Texas Wildfire


Data Limitations

A systematic, national collection of wildfire reports did not begin until the early 1990s. Many analyses are based on only a few years of data, which may not capture multi-year variability or trends. Further, fires accounted for by local jurisdictions may not always translate into national databases.

Definition and Description


Any free burning uncontainable wildland fire not prescribed for the area which consumes the natural fuels and spreads in response to its environment (NWS 2009).


Wildfires occur when weather conditions meet with sufficient fuel and an ignition source. Weather conditions include warm temperatures, low humidity, strong winds, and a period without precipitation allowing fuels to dry. Fuels are vegetation ranging from fine fuels such as grass and pine needles to large woody materials such as trees, dead and decaying logs, and organic material in the soil. Large woody materials are difficult to ignite.

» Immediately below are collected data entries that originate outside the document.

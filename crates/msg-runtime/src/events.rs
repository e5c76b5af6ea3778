//! `onEvents`: an append-only mapping from event key to an ordered sequence
//! of callbacks, triggered in registration order.

use std::collections::HashMap;
use std::sync::Mutex;

use crate::session::Session;

pub type Callback = Box<dyn Fn(&Session) + Send + Sync>;

#[derive(Default)]
pub struct EventRegistry {
    callbacks: Mutex<HashMap<String, Vec<Callback>>>,
}

impl EventRegistry {
    pub fn new() -> Self {
        EventRegistry::default()
    }

    /// Register `cb` to run on every future `trigger(key, ...)`. Never
    /// removes or reorders existing callbacks for `key`.
    pub fn on(&self, key: impl Into<String>, cb: Callback) {
        self.callbacks.lock().unwrap().entry(key.into()).or_default().push(cb);
    }

    /// Run every callback registered for `key`, in registration order.
    pub fn trigger(&self, key: &str, session: &Session) {
        if let Some(cbs) = self.callbacks.lock().unwrap().get(key) {
            for cb in cbs {
                cb(session);
            }
        }
    }
}

impl std::fmt::Debug for EventRegistry {
    fn fmt(&self, f: &mut std::fmt::Formatter<'_>) -> std::fmt::Result {
        let keys: Vec<_> = self.callbacks.lock().unwrap().keys().cloned().collect();
        f.debug_struct("EventRegistry").field("keys", &keys).finish()
    }
}
//! Master responsibilities: `Register`/`Unregister`, broadcasting
//! `NewMember`/`DelMember` to the rest of the cluster, and persisting the
//! membership snapshot after every mutation. Grounded on the original's
//! `cluster/cluster.go`/`cluster/node.go` register/unregister flow.

use std::sync::Arc;

use tokio::sync::RwLock;
use tonic::{Request, Response, Status};

use crate::client;
use crate::model::Member;
use crate::persistence::Persistence;
use crate::proto::master_server::Master;
use crate::proto::{Ack, RegisterRequest, RegisterResponse, UnregisterRequest};

pub struct MasterRegistry {
    members: RwLock<Vec<Member>>,
    persistence: Arc<dyn Persistence>,
}

impl MasterRegistry {
    pub fn new(persistence: Arc<dyn Persistence>) -> Self {
        MasterRegistry { members: RwLock::new(Vec::new()), persistence }
    }

    /// Load a prior snapshot from the persistence collaborator. Call once at
    /// startup before serving RPCs.
    pub async fn restore(&self) -> std::io::Result<()> {
        let restored = self.persistence.load().await?;
        *self.members.write().await = restored;
        Ok(())
    }

    pub async fn snapshot(&self) -> Vec<Member> {
        self.members.read().await.clone()
    }

    /// Append `member`, persist, broadcast `NewMember` to the peers that
    /// were already registered, and return the full post-join snapshot (the
    /// new member receives this as its own Register response).
    pub async fn register(&self, member: Member) -> Vec<Member> {
        let existing = {
            let mut members = self.members.write().await;
            let existing = members.clone();
            members.push(member.clone());
            existing
        };
        if let Err(e) = self.persistence.save(&self.members.read().await).await {
            tracing::error!(error = %e, "failed to persist membership after register");
        }
        client::broadcast_new_member(&existing, &member).await;
        self.snapshot().await
    }

    /// Remove the member at `service_addr`, persist, and broadcast
    /// `DelMember` to everyone left.
    pub async fn unregister(&self, service_addr: &str) {
        {
            let mut members = self.members.write().await;
            members.retain(|m| m.service_addr != service_addr);
        }
        if let Err(e) = self.persistence.save(&self.members.read().await).await {
            tracing::error!(error = %e, "failed to persist membership after unregister");
        }
        let remaining = self.snapshot().await;
        client::broadcast_del_member(&remaining, service_addr).await;
    }
}

pub struct MasterService {
    registry: Arc<MasterRegistry>,
}

impl MasterService {
    pub fn new(registry: Arc<MasterRegistry>) -> Self {
        MasterService { registry }
    }
}

#[tonic::async_trait]
impl Master for MasterService {
    async fn register(&self, request: Request<RegisterRequest>) -> Result<Response<RegisterResponse>, Status> {
        let member = request
            .into_inner()
            .member
            .ok_or_else(|| Status::invalid_argument("member is required"))?;
        let members = self.registry.register(member.into()).await;
        Ok(Response::new(RegisterResponse { members: members.into_iter().map(Into::into).collect() }))
    }

    async fn unregister(&self, request: Request<UnregisterRequest>) -> Result<Response<Ack>, Status> {
        self.registry.unregister(&request.into_inner().service_addr).await;
        Ok(Response::new(Ack {}))
    }
}

#[cfg(test)]
mod tests {
    use super::*;
    use crate::persistence::NullPersistence;
    use std::collections::HashMap;

    fn member(addr: &str) -> Member {
        Member {
            label: addr.to_string(),
            version: "1.0-aaaaaaaa".to_string(),
            service_addr: addr.to_string(),
            services: vec!["EchoService".to_string()],
            dictionary: HashMap::new(),
            is_master: false,
        }
    }

    #[tokio::test]
    async fn register_returns_the_full_post_join_snapshot() {
        let registry = MasterRegistry::new(Arc::new(NullPersistence));
        let after_first = registry.register(member("127.0.0.1:9002")).await;
        assert_eq!(after_first.len(), 1);
        let after_second = registry.register(member("127.0.0.1:9003")).await;
        assert_eq!(after_second.len(), 2);
    }

    #[tokio::test]
    async fn unregister_removes_by_service_addr() {
        let registry = MasterRegistry::new(Arc::new(NullPersistence));
        registry.register(member("127.0.0.1:9002")).await;
        registry.register(member("127.0.0.1:9003")).await;
        registry.unregister("127.0.0.1:9002").await;
        let snapshot = registry.snapshot().await;
        assert_eq!(snapshot.len(), 1);
        assert_eq!(snapshot[0].service_addr, "127.0.0.1:9003");
    }
}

The presence of fine fuels allows fire to get started and become intense enough to ignite larger materials.  Ignition sources may be natural, such as lightning, or human-caused, such as sparks from equipment, power transformers, a chain dragging behind a vehicle, or heat sources such as discarded cigarettes.

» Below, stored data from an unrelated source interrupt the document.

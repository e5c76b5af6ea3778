//! Application-level cluster gossip layered on the `Member` gRPC channel.
//!
//! Open question resolved (spec.md §9): the source admits two
//! `Convention.Establish` signatures; this workspace implements only the
//! canonical one, `Establish(Transmitter) -> Acceptor` — the caller gets a
//! `Transmitter` to send with, and returns the closure that reacts to
//! incoming signals. The two-argument variant (pre-built, possibly-unset
//! Acceptor) is not carried forward; it reads as a vestigial API in the
//! source. `msg-node::node` owns the actual `establish` call since it also
//! owns where the returned Acceptor gets wired into `MemberRpcHandler`.

use std::sync::Arc;

use async_trait::async_trait;

use crate::client;
use crate::error::ClusterError;
use crate::model::Member;

/// Supplies the current membership view a `Transmitter` unicasts/multicasts
/// against. Implemented by `msg-node`'s `LocalHandler` over its
/// `remoteServices` index.
#[async_trait]
pub trait MemberDirectory: Send + Sync {
    async fn members(&self) -> Vec<Member>;
    async fn member_by_label(&self, label: &str) -> Option<Member>;
}

/// Handed to convention users via `Establish`. Wraps `PerformConvention`
/// unicast/multicast over the current membership.
pub struct Transmitter {
    directory: Arc<dyn MemberDirectory>,
}

impl Transmitter {
    pub fn new(directory: Arc<dyn MemberDirectory>) -> Self {
        Transmitter { directory }
    }

    /// `Transmitter.Unicast(label, sig, msg)`. Fails with `MemberNotFound`
    /// if no member is registered under `label`.
    pub async fn unicast(&self, label: &str, signal: u32, payload: Vec<u8>) -> Result<Vec<u8>, ClusterError> {
        let member = self
            .directory
            .member_by_label(label)
            .await
            .ok_or_else(|| ClusterError::MemberNotFound(label.to_string()))?;
        let resp = client::unicast(&member, signal, payload).await?;
        Ok(resp.payload)
    }

    /// `Transmitter.Multicast(sig, msg)`: best-effort fan-out to every known
    /// member; unreachable peers are skipped, not reported.
    pub async fn multicast(&self, signal: u32, payload: Vec<u8>) {
        let members = self.directory.members().await;
        client::multicast(&members, signal, payload).await;
    }
}

#[cfg(test)]
mod tests {
    use super::*;
    use std::collections::HashMap;
    use std::sync::Mutex;

    struct FixedDirectory(Mutex<Vec<Member>>);

    #[async_trait]
    impl MemberDirectory for FixedDirectory {
        async fn members(&self) -> Vec<Member> {
            self.0.lock().unwrap().clone()
        }
        async fn member_by_label(&self, label: &str) -> Option<Member> {
            self.0.lock().unwrap().iter().find(|m| m.label == label).cloned()
        }
    }

    #[tokio::test]
    async fn unicast_to_unknown_label_fails_with_member_not_found() {
        let directory = Arc::new(FixedDirectory(Mutex::new(Vec::new())));
        let transmitter = Transmitter::new(directory);
        let err = transmitter.unicast("ghost", 1, vec![]).await.unwrap_err();
        assert!(matches!(err, ClusterError::MemberNotFound(label) if label == "ghost"));
    }

    #[tokio::test]
    async fn multicast_with_no_members_is_a_no_op() {
        let directory = Arc::new(FixedDirectory(Mutex::new(Vec::new())));
        let transmitter = Transmitter::new(directory);
        transmitter.multicast(1, vec![]).await;
    }

    #[allow(dead_code)]
    fn member_fixture() -> Member {
        Member {
            label: "backend-1".to_string(),
            version: String::new(),
            service_addr: "127.0.0.1:9002".to_string(),
            services: Vec::new(),
            dictionary: HashMap::new(),
            is_master: false,
        }
    }
}
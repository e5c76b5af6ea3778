//! Hand-rolled `Display`/`Error` enum, matching `services/forwarder/src/uplink.rs`'s
//! `UplinkError` — the teacher's style at the outermost client-library boundary.

#[derive(Debug)]
pub enum ConnectorError {
    Connect(String),
    Io(String),
    Codec(msg_wire::CodecError),
    Disconnected,
    Closed,
}

impl std::fmt::Display for ConnectorError {
    fn fmt(&self, f: &mut std::fmt::Formatter<'_>) -> std::fmt::Result {
        match self {
            ConnectorError::Connect(s) => write!(f, "connect error: {s}"),
            ConnectorError::Io(s) => write!(f, "io error: {s}"),
            ConnectorError::Codec(e) => write!(f, "codec error: {e}"),
            ConnectorError::Disconnected => write!(f, "connection closed by peer"),
            ConnectorError::Closed => write!(f, "connector closed"),
        }
    }
}

impl std::error::Error for ConnectorError {}

impl From<msg_wire::CodecError> for ConnectorError {
    fn from(e: msg_wire::CodecError) -> Self {
        ConnectorError::Codec(e)
    }
}
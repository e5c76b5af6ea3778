//! Backend configuration loading.
//!
//! TOML is the sole config source; no environment variable overrides.
//! Default config path: `/etc/relaymesh/backend.toml`.
//!
//! # Required fields
//! - `schema_version = 1`
//! - `label`
//! - `member_bind`

use serde::Deserialize;
use std::path::Path;
use std::time::Duration;

#[derive(Debug, Clone)]
pub struct BackendConfig {
    pub schema_version: u32,
    pub label: String,
    pub version: String,
    /// Address the `Member` gRPC service binds to, and advertises to the
    /// master/peers as this node's `service_addr`.
    pub member_bind: String,
    pub master_addr: Option<String>,
    pub master_register_retry_interval: Duration,
    pub debug_bind: Option<String>,
}

#[derive(Debug, Deserialize)]
struct RawConfig {
    schema_version: Option<u32>,
    label: Option<String>,
    version: Option<String>,
    member_bind: Option<String>,
    master_addr: Option<String>,
    master_register_retry_interval_secs: Option<u64>,
    debug_bind: Option<String>,
}

pub fn load_config_from_path(path: &Path) -> Result<BackendConfig, ConfigError> {
    let toml_str = std::fs::read_to_string(path)
        .map_err(|e| ConfigError::Io(format!("reading config file '{}': {}", path.display(), e)))?;
    load_config_from_str(&toml_str)
}

pub fn load_config() -> Result<BackendConfig, ConfigError> {
    load_config_from_path(Path::new("/etc/relaymesh/backend.toml"))
}

pub fn load_config_from_str(toml_str: &str) -> Result<BackendConfig, ConfigError> {
    let raw: RawConfig = toml::from_str(toml_str).map_err(|e| ConfigError::Parse(e.to_string()))?;

    let schema_version = raw.schema_version.ok_or_else(|| ConfigError::MissingField("schema_version".to_owned()))?;
    if schema_version != 1 {
        return Err(ConfigError::InvalidValue(format!("schema_version must be 1, got {}", schema_version)));
    }

    let label = raw.label.ok_or_else(|| ConfigError::MissingField("label".to_owned()))?;
    let member_bind = raw.member_bind.ok_or_else(|| ConfigError::MissingField("member_bind".to_owned()))?;

    Ok(BackendConfig {
        schema_version,
        label,
        version: raw.version.unwrap_or_else(|| "0.0.0".to_owned()),
        member_bind,
        master_addr: raw.master_addr,
        master_register_retry_interval: Duration::from_secs(raw.master_register_retry_interval_secs.unwrap_or(5)),
        debug_bind: raw.debug_bind,
    })
}

#[derive(Debug)]
pub enum ConfigError {
    Io(String),
    Parse(String),
    MissingField(String),
    InvalidValue(String),
}

impl std::fmt::Display for ConfigError {
    fn fmt(&self, f: &mut std::fmt::Formatter<'_>) -> std::fmt::Result {
        match self {
            ConfigError::Io(s) => write!(f, "IO error: {}", s),
            ConfigError::Parse(s) => write!(f, "Parse error: {}", s),
            ConfigError::MissingField(s) => write!(f, "Missing required field: {}", s),
            ConfigError::InvalidValue(s) => write!(f, "Invalid config value: {}", s),
        }
    }
}

impl std::error::Error for ConfigError {}

#[cfg(test)]
mod tests {
    use super::*;

    #[test]
    fn minimal_config_loads_with_defaults() {
        let cfg = load_config_from_str("schema_version = 1\nlabel = \"echo\"\nmember_bind = \"0.0.0.0:9100\"\n").unwrap();
        assert_eq!(cfg.version, "0.0.0");
        assert_eq!(cfg.master_register_retry_interval, Duration::from_secs(5));
        assert!(cfg.master_addr.is_none());
    }

    #[test]
    fn missing_label_is_rejected() {
        let err = load_config_from_str("schema_version = 1\nmember_bind = \"0.0.0.0:9100\"\n").unwrap_err();
        assert!(matches!(err, ConfigError::MissingField(_)));
    }
}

There are two wildfire “seasons” in Texas, although they can happen in any month. Fires are a common occurrence in late winter when dormant vegetation provides fine fuels and warm, windy, dry days provide weather conditions that allow ignition and spread. Summer has higher temperatures that can allow fires to become very intense, but there is typically less wind and consequently less spread. Fire spread may be increased on south-facing slopes, which are usually drier and warmer because of exposure to the sun, windy locations such as canyons, and along steep slopes. Very intense fires may become “crown fires” if they burn to the tops of trees, allowing embers to spread farther and create spot fires. Crown fires are almost impossible to extinguish without cooler, wetter weather conditions.

Fire danger is measured on a Burning Index scale, ranging from 0 to 110+.  Values below 20 are considered low fire potential, 40-80 is high, and 110 or higher is extreme. The burning index combines potential energy release (fire intensity), flame length, and rate of spread.  The National Weather Service issues Red Flag Warnings when weather conditions are favorable for ignition and spread of wildfires. Another popular index is the Keetch-Byrum Drought Index (KBDI) that considers weather and vegetation conditions. The scale ranges from 0 to 800, where values below 200 indicate high fuel moisture making ignition unlikely and values above 600 are indicative of intense wildfire conditions with any that develop capable of downwind spotting (starting new fires).

Historical Data

National Interagency Fire Occurrence

(1992-2018)K. C. Short/ U.S. Department of Agriculture, Forest Service

This interactive tool can be used to show locations of reported fire occurrences between 1992-2018, in and near a county or city. Individual years can be viewed to determine relative risk. Many fires in urban areas are not reported to the U.S. Forest Service database, however, so it may under-represent fire risk in urban areas. Note: There is a learning curve associated with this tool and it is helpful to use a larger computer screen because of the amount of data shown.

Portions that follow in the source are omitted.